2025年10月13日
特別展 藤田嗣治 絵画と写真」に行ってみた。 北岡技芳堂の骨董品買取ブログ
雨の日曜日、名古屋市美術館で開催中の「特別展 藤田嗣治 絵画と写真」に出かけました。同じ敷地内に「木下大サーカス」が来ているせいか、いつも静かな美術館周辺は少し賑やかな雰囲気です。前髪ぱっつんのおかっぱ頭に丸メガネ、ちょび髭というキャラ付けが渋滞している藤田嗣治のポスターを横目に、私は静かな大人の空間へ。今回はこちらの企画展のレポートをお送りします。
藤田嗣治 絵画と写真 名古屋市美術館
■藤田嗣治(レオナール・フジタ)ってどんな画家?
藤田嗣治(1886〜1968)は、20世紀前半に世界的な活躍をした日本人画家です。幼い頃から絵画に才能を発揮し、高校生の頃には「画家としてフランスに留学したい」と考えるようになります。お父さんは医師で、後に帝国陸軍の軍医総監を任されるほどの人物でした。肩書だけを見ると保守的な堅物のようにも思えますが、相当に開明的なインテリだったそう。そんな父の後押しもあって嗣治は1913年に渡仏を果たします。27歳のことです。
パリに到着した嗣治は、町外れの安アパートを借ります。アパートの周辺には世界中から集まった画家志望の若者たちがたくさんいて、ここでアメディオ・モディリアーニやマルク・シャガール、パブロ・ピカソらと出会います。彼らは「エコール・ド・パリ(パリ派)」と呼ばれ、互いに刺激しあいながらキュビズムやシュールレアリスムなどの新しい手法を生み出していきました。嗣治も日本画と西洋画を融合させた独自の画風を確立させます。
パリでの藤田嗣治
その独特な感性はファッションにも現れます。おかっぱ頭に丸メガネ、ちょび髭。白いスーツを身にまとい、ピアスを開け、気に入ったシャツがあれば女ものでも構わず着る。着たい服がなければ、自らミシンで仕立てたそうです。どことなく「ジョジョの奇妙な冒険」を思わせる中性的な風貌も相まって「エキゾチックな東洋人画家」として注目され、1917年に開いた初の個展では110点の作品がすべて完売。ピカソは嗣治の作品を見て「数年後、フジタの絵はマティスと私の絵に挟まれて壁に掛けられることになるだろう」と絶賛しました。

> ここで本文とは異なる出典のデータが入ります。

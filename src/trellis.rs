//! CTC trellis primitives: expanded-state construction, Viterbi decoding,
//! and token-to-frame span extraction.
//!
//! This is a simplified CTC alignment variant that forbids jumping across a
//! blank between adjacent non-blank tokens: valid transitions from state `i`
//! are "stay at `i`" or "advance to `i+1`" only. Ties between stay and
//! advance prefer stay.

use thiserror::Error;

/// Errors raised by the trellis decoder itself (not provider/backend errors).
#[derive(Debug, Error, PartialEq, Eq)]
pub enum TrellisError {
    #[error("expanded state sequence must not be empty")]
    EmptyState,
    #[error("decoder found no reachable path: all scores were -inf at the last frame")]
    Unreachable,
}

/// Build the expanded CTC state sequence `[blank, t0, blank, t1, ..., blank]`.
///
/// Length is `2N + 1` for `N` input tokens. Pure function.
pub fn build_state_symbols(tokens: &[u32], blank_id: u32) -> Vec<u32> {
    let mut states = Vec::with_capacity(tokens.len() * 2 + 1);
    states.push(blank_id);
    for &token in tokens {
        states.push(token);
        states.push(blank_id);
    }
    states
}

/// Run Viterbi decoding over the expanded CTC state lattice.
///
/// `emissions[t][v]` are log-probabilities for frame `t`, vocabulary id `v`.
/// Returns the best state index per frame.
pub fn viterbi(emissions: &[Vec<f32>], state_symbols: &[u32]) -> Result<Vec<usize>, TrellisError> {
    let frame_count = emissions.len();
    let state_count = state_symbols.len();

    if frame_count == 0 {
        return Ok(Vec::new());
    }
    if state_count == 0 {
        return Err(TrellisError::EmptyState);
    }

    const NEG_INF: f32 = f32::NEG_INFINITY;
    let mut scores = vec![NEG_INF; frame_count * state_count];
    let mut backptr = vec![0usize; frame_count * state_count];

    let at = |t: usize, j: usize| t * state_count + j;

    scores[at(0, 0)] = emissions[0][state_symbols[0] as usize];
    if state_count > 1 {
        scores[at(0, 1)] = emissions[0][state_symbols[1] as usize];
        backptr[at(0, 1)] = 0;
    }

    for t in 1..frame_count {
        for j in 0..state_count {
            let stay = scores[at(t - 1, j)];
            let advance = if j > 0 { scores[at(t - 1, j - 1)] } else { NEG_INF };

            let (best_prev, best_score) = if advance > stay {
                (j - 1, advance)
            } else {
                (j, stay)
            };

            if best_score == NEG_INF {
                continue;
            }

            let symbol = state_symbols[j] as usize;
            scores[at(t, j)] = best_score + emissions[t][symbol];
            backptr[at(t, j)] = best_prev;
        }
    }

    let last = frame_count - 1;
    let mut end_candidates = vec![state_count - 1];
    if state_count > 1 {
        end_candidates.push(state_count - 2);
    }

    let best_end = end_candidates
        .into_iter()
        .max_by(|&a, &b| scores[at(last, a)].total_cmp(&scores[at(last, b)]))
        .unwrap();

    if scores[at(last, best_end)] == NEG_INF {
        return Err(TrellisError::Unreachable);
    }

    let mut path = vec![0usize; frame_count];
    let mut cursor = best_end;
    for t in (0..frame_count).rev() {
        path[t] = cursor;
        if t > 0 {
            cursor = backptr[at(t, cursor)];
        }
    }

    Ok(path)
}

/// Half-open frame interval `[start, end)` for one token position.
#[derive(Debug, Clone, Copy, PartialEq, Eq)]
pub struct TokenFrameSpan {
    pub token_index: usize,
    pub start_frame: usize,
    pub end_frame: usize,
}

/// Extract per-token frame spans from a decoded state path.
///
/// For each token position `k` in `0..token_count`, collects all frames
/// whose state index equals `2k + 1`. Tokens the path never visits get the
/// degenerate span `(0, 0)`.
pub fn token_spans(state_path: &[usize], token_count: usize) -> Vec<TokenFrameSpan> {
    let mut spans = Vec::with_capacity(token_count);
    for k in 0..token_count {
        let token_state = 2 * k + 1;
        let mut start_frame = None;
        let mut end_frame = 0usize;
        for (frame, &state) in state_path.iter().enumerate() {
            if state == token_state {
                if start_frame.is_none() {
                    start_frame = Some(frame);
                }
                end_frame = frame + 1;
            }
        }
        let (start_frame, end_frame) = match start_frame {
            Some(s) => (s, end_frame),
            None => (0, 0),
        };
        spans.push(TokenFrameSpan {
            token_index: k,
            start_frame,
            end_frame,
        });
    }
    spans
}

#[cfg(test)]
mod tests {
    use super::*;

    #[test]
    fn state_expansion_law() {
        assert_eq!(build_state_symbols(&[], 0), vec![0]);
        assert_eq!(build_state_symbols(&[11, 22], 0), vec![0, 11, 0, 22, 0]);
    }

    #[test]
    fn state_expansion_alternates_blank_and_token() {
        let states = build_state_symbols(&[5, 6, 7], 0);
        assert_eq!(states.len(), 7);
        for (i, &s) in states.iter().enumerate() {
            if i % 2 == 0 {
                assert_eq!(s, 0, "even index {i} should be blank");
            } else {
                assert_ne!(s, 0, "odd index {i} should be a token");
            }
        }
    }

    fn sample_emissions() -> Vec<Vec<f32>> {
        vec![
            vec![-0.1, -2.0, -2.0],
            vec![-1.5, -0.2, -2.0],
            vec![-0.5, -0.3, -1.2],
            vec![-1.8, -1.0, -0.2],
            vec![-0.2, -2.0, -1.0],
        ]
    }

    #[test]
    fn viterbi_basic_path_shape() {
        let emissions = sample_emissions();
        let states = build_state_symbols(&[1, 2], 0);
        let path = viterbi(&emissions, &states).unwrap();

        assert_eq!(path.len(), emissions.len());
        assert!(path.iter().all(|&s| s < states.len()));
        assert!(path[0] == 0 || path[0] == 1);
    }

    #[test]
    fn token_spans_from_hand_built_path() {
        // scenario 6 from spec.md: path visits states [0/1, 1, 1, 3, 3/4]
        let path = vec![0, 1, 1, 3, 3];
        let spans = token_spans(&path, 2);
        assert_eq!(spans.len(), 2);
        assert_eq!((spans[0].start_frame, spans[0].end_frame), (1, 3));
        assert_eq!((spans[1].start_frame, spans[1].end_frame), (3, 5));
    }

    #[test]
    fn token_spans_degenerate_when_unvisited() {
        let path = vec![0, 0, 0];
        let spans = token_spans(&path, 1);
        assert_eq!(spans[0].start_frame, 0);
        assert_eq!(spans[0].end_frame, 0);
    }

    #[test]
    fn empty_frames_yield_empty_path() {
        let emissions: Vec<Vec<f32>> = vec![];
        let states = build_state_symbols(&[1], 0);
        let path = viterbi(&emissions, &states).unwrap();
        assert!(path.is_empty());
    }

    #[test]
    fn empty_state_sequence_is_invalid() {
        let emissions = vec![vec![0.0f32]];
        let err = viterbi(&emissions, &[]).unwrap_err();
        assert_eq!(err, TrellisError::EmptyState);
    }

    #[test]
    fn viterbi_matches_dp_argmax() {
        // Property: accumulated log-prob of the returned path equals the
        // DP table's argmax value at the last frame among end states.
        let emissions = sample_emissions();
        let states = build_state_symbols(&[1, 2], 0);
        let path = viterbi(&emissions, &states).unwrap();

        let mut total = 0.0f32;
        total += emissions[0][states[path[0]] as usize];
        for t in 1..path.len() {
            // path must only stay or advance by one
            assert!(path[t] == path[t - 1] || path[t] == path[t - 1] + 1);
            total += emissions[t][states[path[t]] as usize];
        }

        // Re-run a brute DP restricted to valid transitions to get the max.
        let best = brute_force_best_score(&emissions, &states);
        assert!((total - best).abs() < 1e-4);
    }

    fn brute_force_best_score(emissions: &[Vec<f32>], states: &[u32]) -> f32 {
        let t = emissions.len();
        let n = states.len();
        let mut scores = vec![vec![f32::NEG_INFINITY; n]; t];
        scores[0][0] = emissions[0][states[0] as usize];
        if n > 1 {
            scores[0][1] = emissions[0][states[1] as usize];
        }
        for frame in 1..t {
            for j in 0..n {
                let stay = scores[frame - 1][j];
                let advance = if j > 0 { scores[frame - 1][j - 1] } else { f32::NEG_INFINITY };
                let best = stay.max(advance);
                if best == f32::NEG_INFINITY {
                    continue;
                }
                scores[frame][j] = best + emissions[frame][states[j] as usize];
            }
        }
        let last = t - 1;
        let mut candidates = vec![n - 1];
        if n > 1 {
            candidates.push(n - 2);
        }
        candidates
            .into_iter()
            .map(|j| scores[last][j])
            .fold(f32::NEG_INFINITY, f32::max)
    }
}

1920年代には「フジタを知らないフランス人はいない」と言われるほどの有名人になった嗣治。その後活動の拠点を南米に移すもその人気は変わらず、アルゼンチンのブエノスアイレスで開かれた個展には6万人もの客が押し寄せました。
その後日本に帰国。第二次大戦下には戦争画を手がけ、そのクオリティの高さが絶賛されたものの、終戦後には戦争協力者として世間から非難されることに。そのことに嫌気がさした嗣治は、再びパリに舞い戻ります。晩年はフランスに帰化。カトリックの洗礼を受け、レオナール・フジタと改名した後も活動を続けますが、1968年、前立腺がんによりスイスのチューリッヒで81年の生涯を閉じました。
■画風の特徴は?
いろいろありますが、最大の特徴は?と聞かれれば「陶磁器のような乳白色」と多くの人が答えるのではないでしょうか。人の肌を塗るために特別に調色された色で、初めて見るその質感に、パリの人々は「素晴らしい白い下地(grand fond blanc)」と感嘆しました。嗣治は、この色の出し方を生涯誰にも明かさなかったそうです。その秘密主義ぶりは、肌を描くときにいちいちアトリエから人払いをするなど徹底していました。

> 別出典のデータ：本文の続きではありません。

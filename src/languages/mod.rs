pub mod base;
pub mod english;
pub mod generic;
pub mod registry;

pub use base::{LanguagePack, NormalizedTranscript};
pub use registry::{is_known_language_code, resolve_language_pack};

/// Canonicalize a BCP-47-ish code for routing purposes: lowercase, region
/// suffix stripped (`en-US` -> `en`). Returns `None` for an empty input.
pub fn canonical_language_code(language_code: Option<&str>) -> Option<String> {
    let cleaned = language_code?.trim().to_lowercase().replace('_', "-");
    if cleaned.is_empty() {
        return None;
    }
    Some(cleaned.split('-').next().unwrap_or(&cleaned).to_string())
}

#[cfg(test)]
mod canonical_tests {
    use super::canonical_language_code;

    #[test]
    fn strips_region_suffix() {
        assert_eq!(canonical_language_code(Some("en-US")), Some("en".to_string()));
        assert_eq!(canonical_language_code(Some("KO_kr")), Some("ko".to_string()));
    }

    #[test]
    fn handles_missing_code() {
        assert_eq!(canonical_language_code(None), None);
        assert_eq!(canonical_language_code(Some("  ")), None);
    }
}
//! `voxalign` CLI: `align` runs a single alignment and writes §6.2 JSON,
//! `serve` starts the HTTP surface. Grounded in the teacher's `Args`/
//! `Config` CLI wiring, generalized to two subcommands.

use std::path::PathBuf;
use std::process::ExitCode;

use clap::{Parser, Subcommand};
use clap_serde_derive::ClapSerde;
use tracing::error;

use voxalign::config::Config;
use voxalign::io::export::{to_json, write_json};
use voxalign::models::{AlignBackend, AlignRequest, AsrBackend};
use voxalign::pipeline::run_alignment;
use voxalign::telemetry::init_telemetry;

#[derive(Parser)]
#[command(name = "voxalign", author, version, about = "Multilingual forced alignment")]
struct Cli {
    #[command(subcommand)]
    command: Command,
}

#[derive(Subcommand)]
enum Command {
    /// Align a transcript against an audio file and print/write §6.2 JSON
    Align(AlignArgs),
    /// Start the HTTP alignment server
    Serve(ServeArgs),
}

#[derive(Parser)]
struct AlignArgs {
    /// Path to a WAV audio file
    audio_path: String,
    /// Transcript text; if omitted, ASR must be enabled via --asr
    transcript: Option<String>,
    #[arg(long, default_value = "auto")]
    language: String,
    #[arg(long, value_enum, default_value = "uniform")]
    backend: AlignBackend,
    #[arg(long, value_enum, default_value = "disabled")]
    asr: AsrBackend,
    #[arg(long, default_value_t = false)]
    verbatim: bool,
    /// Omit phoneme-level boundaries from the output
    #[arg(long, default_value_t = false)]
    no_phonemes: bool,
    #[arg(long)]
    sample_rate_hz: Option<u32>,
    /// Write JSON to this path instead of stdout
    #[arg(short, long)]
    output: Option<PathBuf>,
}

#[derive(Parser)]
struct ServeArgs {
    /// Path to the configuration file
    #[arg(short, long, env, default_value = "VoxAlign.toml")]
    config_file: String,

    #[command(flatten)]
    opt_config: <Config as ClapSerde>::Opt,
}

fn main() -> ExitCode {
    let cli = Cli::parse();
    match cli.command {
        Command::Align(args) => run_align(args),
        Command::Serve(args) => run_serve(args),
    }
}

fn run_align(args: AlignArgs) -> ExitCode {
    let request = AlignRequest {
        audio_path: args.audio_path,
        transcript: args.transcript,
        language: args.language,
        backend: args.backend,
        asr: args.asr,
        verbatim: args.verbatim,
        include_phonemes: !args.no_phonemes,
        sample_rate_hz: args.sample_rate_hz,
    };

    let response = match run_alignment(&request) {
        Ok(response) => response,
        Err(err) => {
            eprintln!("error: {err}");
            return ExitCode::from(2);
        }
    };

    let write_result = match &args.output {
        Some(path) => write_json(&response, path).map(|()| None),
        None => to_json(&response).map(Some),
    };

    match write_result {
        Ok(Some(json)) => {
            println!("{json}");
            ExitCode::SUCCESS
        }
        Ok(None) => ExitCode::SUCCESS,
        Err(err) => {
            eprintln!("error: failed to write output: {err}");
            ExitCode::from(2)
        }
    }
}

fn run_serve(args: ServeArgs) -> ExitCode {
    let config = match Config::from_toml(&args.config_file) {
        Ok(conf) => conf.merge(args.opt_config),
        Err(_) => Config::default().merge(args.opt_config),
    };

    init_telemetry(&config.otel_endpoint, config.console);

    let runtime = match tokio::runtime::Runtime::new() {
        Ok(runtime) => runtime,
        Err(err) => {
            eprintln!("error: failed to start async runtime: {err}");
            return ExitCode::from(2);
        }
    };

    let result = runtime.block_on(voxalign::server::serve(&config.address, config.port));
    voxalign::telemetry::shutdown_meter_provider();

    if let Err(err) = result {
        error!("server exited with error: {err}");
        return ExitCode::from(2);
    }
    ExitCode::SUCCESS
}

しかし時は経ち2008年、遂にその秘密が解き明かされる日が来ました。科学的な分析により、チョークや白色塗料の原料として用いられる炭酸カルシウムを油絵具のシルバーホワイトと調合したものを塗布していたことがわかったのです。カルシウム化合物は脂と混ざるとほんの少し黄色くなる傾向にあることから、その性質を利用したと考えられています。さらに表層からはタルク(滑石)が検出されたため、調べたところなんと和光堂のシッカロール(ベビーパウダー)が仕上げに使われていたこともわかりました。人々を虜にしたあの乳白色は、理想を追い求めた嗣治があれこれ試した末に発見したものだったのでしょう。「誰にも教えたくない」という心理も納得です。

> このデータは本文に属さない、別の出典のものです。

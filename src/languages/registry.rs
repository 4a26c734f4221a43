//! Language pack registry and code resolution.

use std::collections::HashMap;
use std::sync::OnceLock;

use crate::languages::base::LanguagePack;
use crate::languages::english::EnglishLanguagePack;
use crate::languages::generic::GenericLanguagePack;

const EUROPEAN_CODES: &[&str] = &[
    "bg", "ca", "cs", "cy", "da", "de", "el", "es", "et", "eu", "fi", "fr", "ga", "gl", "hr", "hu",
    "is", "it", "lt", "lv", "mk", "mt", "nl", "no", "pl", "pt", "ro", "sk", "sl", "sq", "sr", "sv",
];

fn aliases() -> &'static HashMap<&'static str, &'static str> {
    static ALIASES: OnceLock<HashMap<&'static str, &'static str>> = OnceLock::new();
    ALIASES.get_or_init(|| {
        HashMap::from([
            ("auto", "und"),
            ("en-us", "en"),
            ("en-gb", "en"),
            ("en-ca", "en"),
            ("en-au", "en"),
            ("ko-kr", "ko"),
        ])
    })
}

fn packs() -> &'static HashMap<String, Box<dyn LanguagePack>> {
    static PACKS: OnceLock<HashMap<String, Box<dyn LanguagePack>>> = OnceLock::new();
    PACKS.get_or_init(|| {
        let mut map: HashMap<String, Box<dyn LanguagePack>> = HashMap::new();
        map.insert("en".to_string(), Box::new(EnglishLanguagePack));
        map.insert(
            "und".to_string(),
            Box::new(GenericLanguagePack::new("und", "Undetermined")),
        );
        map.insert(
            "ko".to_string(),
            Box::new(GenericLanguagePack::new("ko", "Korean")),
        );
        for code in EUROPEAN_CODES {
            map.insert(
                (*code).to_string(),
                Box::new(GenericLanguagePack::new(*code, code.to_uppercase())),
            );
        }
        map
    })
}

/// Whether a code (after alias resolution) names a pack the registry
/// actually carries, as opposed to one that would only resolve via the
/// `und` catch-all. Used to decide whether an ASR-detected language code
/// is trustworthy enough to re-resolve a prior "auto" request onto.
pub fn is_known_language_code(language_code: &str) -> bool {
    let folded = language_code.to_lowercase();
    let canonical = aliases().get(folded.as_str()).copied().unwrap_or(&folded);
    packs().contains_key(canonical)
}

/// Resolve a language code to the best available language pack.
///
/// Unknown codes resolve to the generic pack; the registry never fails.
pub fn resolve_language_pack(language_code: &str) -> &'static dyn LanguagePack {
    let folded = language_code.to_lowercase();
    let canonical = aliases().get(folded.as_str()).copied().unwrap_or(&folded);
    packs()
        .get(canonical)
        .map(|boxed| boxed.as_ref())
        .unwrap_or_else(|| packs().get("und").unwrap().as_ref())
}

#[cfg(test)]
mod tests {
    use super::*;

    #[test]
    fn resolves_known_alias() {
        let pack = resolve_language_pack("en-US");
        assert_eq!(pack.code(), "en");
    }

    #[test]
    fn known_code_check_follows_aliases() {
        assert!(is_known_language_code("en-US"));
        assert!(is_known_language_code("ko"));
        assert!(!is_known_language_code("zz"));
    }

    #[test]
    fn resolves_unknown_code_to_generic() {
        let pack = resolve_language_pack("xx");
        assert_eq!(pack.normalizer_id(), "generic-unicode-v1");
    }

    #[test]
    fn resolves_auto_to_undetermined() {
        let pack = resolve_language_pack("auto");
        assert_eq!(pack.code(), "und");
    }
}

絵のモチーフとしては特に猫と女性(裸婦)が多いことで知られています。一時期10匹以上の猫を飼っていたほどの猫好きで、あの絵にもこの絵にも猫がいます。ある記者がなぜ猫を描くのかと聞いたところ「女も猫も同じようなものだから」と答えたとか。面相筆を使ったなめらかで細い稜線も特徴的。茶碗など小物に描かれた模様や、残り数本で潰れかけたタバコの袋などの細部まで丁寧かつ精密に描いており、その場の雰囲気がありありと目に浮かぶようです。
全体の印象としては洗練された洋画の雰囲気をもちつつも、平面的な構図や輪郭線による描写などはとても日本的です。そこかしこで見る「東洋と西洋の融合を成し遂げた芸術家」との評は的を射ているように感じました。
藤田嗣治 猫を抱く少女 1950年代
■稀代の芸術家を「写真と絵画の関係性」から紐解く
今回の展示は嗣治の写真にスポットを当てて、絵画制作との関係性を紐解いていこうという試みです。まず被写体としての嗣治ですが、彼を有名にした一つの要因にインパクト大の風貌があります。この露出に一役買ったのが写真でした。「変わった風貌のアジア人画家」の物珍しさを、新聞をはじめとしたメディアが話題にしたからです。しかしこれは「いかに無名画家である自分を売り込むか?」を考えた末の、嗣治本人による戦略的な自己演出だったそうです。まだテレビもない時代に、メディア映えを意識した芸術家がいたことに私はとても驚きました。今や誰もが「他人にどのような印象を与えるか」を意識して、自分を編集することに躍起になっていますが、そんな私たち現代人とまったく同じ感覚ですよね。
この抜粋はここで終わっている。